La Tribune

Fonderie SAM (Aveyron) : un jour d’après entre incompréhe­nsion, colère et espoir pour les 340 salariés

- Pierrick Merlet @PierrickMe­rlet

Après le non soutien de Renault au projet de reprise du groupe français Alty, les salariés de la fonderie SAM sont en colère et viennent de voter l’occupation ininterrom­pue de leur usine. Néanmoins, ils ont toujours espoir de poursuivre leur activité jusqu’en mars 2022 afin de trouver un repreneur. Une entreprise lotoise s’est manifestée ces derniers jours.

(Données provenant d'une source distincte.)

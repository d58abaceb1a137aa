//! Tests for the Elasticsearch REST client against a mock backend

use annotation_search::search::*;
use mockito::{Matcher, Server};
use serde_json::json;
use std::sync::Arc;
use std::time::Duration;

fn client(server: &Server) -> HttpSearchClient {
    HttpSearchClient::new(server.url(), Duration::from_secs(5)).unwrap()
}

#[tokio::test]
async fn test_get_alias_resolves_indices() {
    let mut server = Server::new_async().await;
    let mock = server
        .mock("GET", "/_alias/hypothesis")
        .with_status(200)
        .with_header("content-type", "application/json")
        .with_body(r#"{"hypothesis-20240101000000-abcd1234": {"aliases": {"hypothesis": {}}}}"#)
        .create_async()
        .await;

    let indices = client(&server).get_alias("hypothesis").await.unwrap();

    assert_eq!(indices, vec!["hypothesis-20240101000000-abcd1234"]);
    mock.assert_async().await;
}

#[tokio::test]
async fn test_get_alias_missing_is_empty() {
    let mut server = Server::new_async().await;
    let mock = server
        .mock("GET", "/_alias/hypothesis")
        .with_status(404)
        .with_body(r#"{"error": "alias [hypothesis] missing", "status": 404}"#)
        .create_async()
        .await;

    let indices = client(&server).get_alias("hypothesis").await.unwrap();

    assert!(indices.is_empty());
    mock.assert_async().await;
}

#[tokio::test]
async fn test_swap_sends_single_aliases_request() {
    let mut server = Server::new_async().await;
    let alias = server
        .mock("GET", "/_alias/hypothesis")
        .with_status(200)
        .with_header("content-type", "application/json")
        .with_body(r#"{"old-index": {"aliases": {"hypothesis": {}}}}"#)
        .create_async()
        .await;
    let swap = server
        .mock("POST", "/_aliases")
        .match_body(Matcher::Json(json!({
            "actions": [
                {"add": {"index": "new-index", "alias": "hypothesis"}},
                {"remove": {"index": "old-index", "alias": "hypothesis"}},
            ]
        })))
        .with_status(200)
        .with_body(r#"{"acknowledged": true}"#)
        .expect(1)
        .create_async()
        .await;

    let manager = IndexManager::new(
        Arc::new(client(&server)),
        "hypothesis",
        AnalysisConfig::default(),
    )
    .unwrap();
    manager.update_aliased_index("new-index").await.unwrap();

    alias.assert_async().await;
    swap.assert_async().await;
}

#[tokio::test]
async fn test_configure_index_creates_with_analysis() {
    let mut server = Server::new_async().await;
    let head = server
        .mock("HEAD", "/hypothesis")
        .with_status(404)
        .create_async()
        .await;
    let create = server
        .mock("PUT", "/hypothesis")
        .match_body(Matcher::PartialJson(json!({
            "settings": {"analysis": {"tokenizer": {"uri_part": {"type": "pattern"}}}},
            "mappings": {"properties": {"user_raw": {"type": "keyword"}}},
        })))
        .with_status(200)
        .with_body(r#"{"acknowledged": true}"#)
        .create_async()
        .await;

    let manager = IndexManager::new(
        Arc::new(client(&server)),
        "hypothesis",
        AnalysisConfig::default(),
    )
    .unwrap();
    assert!(manager.configure_index().await.unwrap());

    head.assert_async().await;
    create.assert_async().await;
}

#[tokio::test]
async fn test_search_parses_hits() {
    let mut server = Server::new_async().await;
    let mock = server
        .mock("POST", "/hypothesis/_search")
        .match_body(Matcher::PartialJson(json!({"from": 0, "size": 20})))
        .with_status(200)
        .with_header("content-type", "application/json")
        .with_body(
            json!({
                "took": 4,
                "hits": {
                    "total": {"value": 2, "relation": "eq"},
                    "hits": [
                        {"_id": "a1", "_score": 1.5, "_source": {"unexpected": true}},
                        {"_id": "a2", "_score": 0.5},
                    ]
                }
            })
            .to_string(),
        )
        .create_async()
        .await;

    let settings = Arc::new(SearchSettings::default());
    let registry = Arc::new(QueryRegistry::with_defaults(&settings));
    let service = SearchService::new(Arc::new(client(&server)), registry, settings);

    let response = service
        .search(&SearchRequest::new().with_query("climate"))
        .await
        .unwrap();

    assert_eq!(response.total, 2);
    assert_eq!(response.ids, vec!["a1", "a2"]);
    assert_eq!(response.took_ms, 4);
    assert_eq!(response.hits[0].score, Some(1.5));
    assert!(response.hits[0].document.is_none());
    mock.assert_async().await;
}

#[tokio::test]
async fn test_backend_error_is_reported() {
    let mut server = Server::new_async().await;
    let _mock = server
        .mock("POST", "/hypothesis/_search")
        .with_status(503)
        .with_body("cluster unavailable")
        .create_async()
        .await;

    let err = client(&server)
        .search("hypothesis", &json!({"query": {"match_all": {}}}))
        .await
        .unwrap_err();

    match err {
        SearchError::Backend { status, ref body } => {
            assert_eq!(status, 503);
            assert_eq!(body, "cluster unavailable");
        }
        other => panic!("unexpected error: {other:?}"),
    }
    assert!(!err.is_client_error());
}
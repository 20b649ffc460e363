//! HTTP transport types for the host-does-IO pattern.
//!
//! # Design
//! Requests and responses are plain data. `PostClient` builds `HttpRequest`
//! values and interprets `HttpResponse` values; whoever owns the network
//! (the async service, a test harness, or a C host through the FFI crate)
//! executes the round-trip in between.
//!
//! All fields use owned types (`String`, `Vec`) so values can cross FFI
//! boundaries without lifetime concerns.

use std::fmt;

use serde::de::DeserializeOwned;

use crate::error::ApiError;

/// HTTP method for a request.
#[derive(Debug, Clone, Copy, PartialEq, Eq)]
pub enum HttpMethod {
    Get,
    Post,
    Delete,
}

impl HttpMethod {
    pub fn as_str(&self) -> &'static str {
        match self {
            HttpMethod::Get => "GET",
            HttpMethod::Post => "POST",
            HttpMethod::Delete => "DELETE",
        }
    }
}

impl fmt::Display for HttpMethod {
    fn fmt(&self, f: &mut fmt::Formatter<'_>) -> fmt::Result {
        f.write_str(self.as_str())
    }
}

/// An HTTP request described as plain data.
///
/// Built by `PostClient::build_*` methods.
#[derive(Debug, Clone, PartialEq, Eq)]
pub struct HttpRequest {
    pub method: HttpMethod,
    pub path: String,
    pub headers: Vec<(String, String)>,
    pub body: Option<String>,
}

/// An HTTP response described as plain data.
///
/// Constructed by the caller after executing an `HttpRequest`, then passed
/// to `PostClient::parse_*`. Create and delete hand it back untouched.
#[derive(Debug, Clone, PartialEq, Eq)]
pub struct HttpResponse {
    pub status: u16,
    pub headers: Vec<(String, String)>,
    pub body: String,
}

impl HttpResponse {
    pub fn is_success(&self) -> bool {
        (200..300).contains(&self.status)
    }

    /// Case-insensitive header lookup. Returns the first match.
    pub fn header(&self, name: &str) -> Option<&str> {
        self.headers
            .iter()
            .find(|(k, _)| k.eq_ignore_ascii_case(name))
            .map(|(_, v)| v.as_str())
    }

    /// Decode the body as JSON for callers that know the server's shape.
    pub fn json<T: DeserializeOwned>(&self) -> Result<T, ApiError> {
        serde_json::from_str(&self.body).map_err(|e| ApiError::DeserializationError(e.to_string()))
    }
}

#[cfg(test)]
mod tests {
    use super::*;

    fn response(status: u16, body: &str) -> HttpResponse {
        HttpResponse {
            status,
            headers: vec![("Content-Type".to_string(), "application/json".to_string())],
            body: body.to_string(),
        }
    }

    #[test]
    fn success_covers_the_whole_2xx_range() {
        assert!(response(200, "").is_success());
        assert!(response(201, "").is_success());
        assert!(response(204, "").is_success());
        assert!(!response(199, "").is_success());
        assert!(!response(301, "").is_success());
        assert!(!response(404, "").is_success());
    }

    #[test]
    fn header_lookup_ignores_case() {
        let resp = response(200, "");
        assert_eq!(resp.header("content-type"), Some("application/json"));
        assert_eq!(resp.header("x-missing"), None);
    }

    #[test]
    fn json_decodes_body() {
        let value: serde_json::Value = response(200, r#"{"ok":true}"#).json().unwrap();
        assert_eq!(value["ok"], true);
    }

    #[test]
    fn json_rejects_empty_body() {
        let err = response(201, "").json::<serde_json::Value>().unwrap_err();
        assert!(matches!(err, ApiError::DeserializationError(_)));
    }

    #[test]
    fn method_names() {
        assert_eq!(HttpMethod::Get.to_string(), "GET");
        assert_eq!(HttpMethod::Post.as_str(), "POST");
        assert_eq!(HttpMethod::Delete.as_str(), "DELETE");
    }
}
//! Synchronous API client core for the posts service.
//!
//! # Overview
//! Builds `HttpRequest` values and parses `HttpResponse` values without
//! touching the network (host-does-IO pattern). The caller executes the
//! actual HTTP round-trip, making the core fully deterministic and testable.
//!
//! # Design
//! - `PostClient` is stateless; it holds only `base_url`.
//! - Each operation is split into `build_*` (produces request) and
//!   `parse_*` (consumes response), so the I/O boundary is explicit.
//! - Listing parses `createdAt` into a `DateTime<Utc>`; create and delete
//!   return the server's response as-is.
//! - DTOs are defined independently from the mock-server crate; integration
//!   tests catch schema drift.

pub mod client;
pub mod error;
pub mod http;
pub mod timestamp;
pub mod types;

pub use client::{PostClient, RESOURCE_PATH};
pub use error::ApiError;
pub use http::{HttpMethod, HttpRequest, HttpResponse};
pub use types::{NewPost, Post};
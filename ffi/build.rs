use std::env;
use std::path::PathBuf;

fn main() {
    let crate_dir = PathBuf::from(env::var("CARGO_MANIFEST_DIR").expect("CARGO_MANIFEST_DIR is set by cargo"));
    let include_dir = crate_dir.join("include");
    let header = include_dir.join("posts_ffi.h");

    println!("cargo:rerun-if-changed=src/lib.rs");
    println!("cargo:rerun-if-changed=src/types.rs");
    println!("cargo:rerun-if-changed=cbindgen.toml");

    let config = cbindgen::Config::from_root_or_default(&crate_dir);
    match cbindgen::Builder::new()
        .with_crate(&crate_dir)
        .with_config(config)
        .generate()
    {
        Ok(bindings) => {
            if let Err(e) = std::fs::create_dir_all(&include_dir) {
                println!("cargo:warning=cannot create {}: {e}", include_dir.display());
                return;
            }
            bindings.write_to_file(header);
        }
        Err(e) => println!("cargo:warning=cbindgen skipped: {e}"),
    }
}
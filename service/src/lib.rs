//! Asynchronous access to the posts API.
//!
//! `PostService` is the piece a UI layer talks to: three calls, one HTTP
//! request each. Requests are built and responses interpreted by
//! `posts_core::PostClient`; a `Transport` performs the round-trip in
//! between. Failures come back in the `Result` exactly as they occurred.
//!
//! ```no_run
//! # async fn demo() -> Result<(), posts_service::ApiError> {
//! use posts_service::{PostService, ServiceConfig};
//!
//! let service = PostService::new(ServiceConfig::new("http://localhost:3000"))?;
//! service.create("hello").await?;
//! for post in service.list().await? {
//!     println!("{} {:?}", post.created_at, post.text());
//! }
//! # Ok(())
//! # }
//! ```

pub mod config;
pub mod transport;

use std::fmt;

use posts_core::{NewPost, PostClient};

pub use config::ServiceConfig;
pub use posts_core::{ApiError, HttpResponse, Post};
pub use transport::{ReqwestTransport, Transport};

/// Stateless adapter over the posts resource.
///
/// Holds no mutable state, so a single instance can serve concurrent calls.
#[derive(Debug, Clone)]
pub struct PostService<T = ReqwestTransport> {
    client: PostClient,
    transport: T,
}

impl PostService<ReqwestTransport> {
    pub fn new(config: ServiceConfig) -> Result<Self, ApiError> {
        let transport = ReqwestTransport::new(&config)?;
        Ok(Self::with_transport(&config.base_url, transport))
    }
}

impl<T: Transport> PostService<T> {
    pub fn with_transport(base_url: &str, transport: T) -> Self {
        Self {
            client: PostClient::new(base_url),
            transport,
        }
    }

    pub fn client(&self) -> &PostClient {
        &self.client
    }

    /// Fetch every post, in server order, with `createdAt` parsed.
    pub async fn list(&self) -> Result<Vec<Post>, ApiError> {
        let response = self.transport.execute(self.client.build_list_posts()).await?;
        self.client.parse_list_posts(response)
    }

    /// Submit `{ "text": text }` and return the server's reply as-is.
    pub async fn create(&self, text: impl Into<String>) -> Result<HttpResponse, ApiError> {
        let request = self.client.build_create_post(&NewPost::new(text))?;
        let response = self.transport.execute(request).await?;
        self.client.parse_create_post(response)
    }

    /// Delete `api/posts/{id}` and return the server's reply as-is.
    pub async fn remove(&self, id: impl fmt::Display) -> Result<HttpResponse, ApiError> {
        let response = self.transport.execute(self.client.build_delete_post(id)).await?;
        self.client.parse_delete_post(response)
    }
}
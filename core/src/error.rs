//! Error types for the posts API client.
//!
//! # Design
//! Every failure is a pass-through of what went wrong underneath: the
//! server's status and body, the decoder's message, or the transport's
//! message. Nothing is retried or swallowed.

use thiserror::Error;

/// Errors returned by `PostClient` parse methods and by transports.
#[derive(Debug, Clone, PartialEq, Eq, Error)]
pub enum ApiError {
    /// The server returned a non-2xx status.
    #[error("HTTP {status}: {body}")]
    HttpError { status: u16, body: String },

    /// The response body could not be decoded, or a `createdAt` value
    /// could not be read as a timestamp.
    #[error("deserialization failed: {0}")]
    DeserializationError(String),

    /// The request payload could not be serialized to JSON.
    #[error("serialization failed: {0}")]
    SerializationError(String),

    /// The request never produced a response (connect, DNS, I/O, timeout).
    #[error("transport failed: {0}")]
    Transport(String),
}

impl ApiError {
    pub fn status(&self) -> Option<u16> {
        match self {
            ApiError::HttpError { status, .. } => Some(*status),
            _ => None,
        }
    }

    pub fn is_not_found(&self) -> bool {
        self.status() == Some(404)
    }
}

Ses propos du début de matinée sont loin d’être passés inaperçus. Invité de la matinale de France Info, le ministre de l’Économie, Bruno Le Maire, a répété qu’il n’y avait “pas d’offre crédible” permettant la reprise de la fonderie SAM et ses 340 emplois.

”C’est un ministre de l’Économie qui répète le communiqué de Renault. Jean-Dominique Senard (président de Renault, ndlr) est devenu hier président de la République et Luca de Meo est devenu le Premier ministre”, s’agace David Gistau, représenta­nt du personnel au sein de la fonderie aveyronnai­se et secrétaire de l’union départemen­tale de la CGT.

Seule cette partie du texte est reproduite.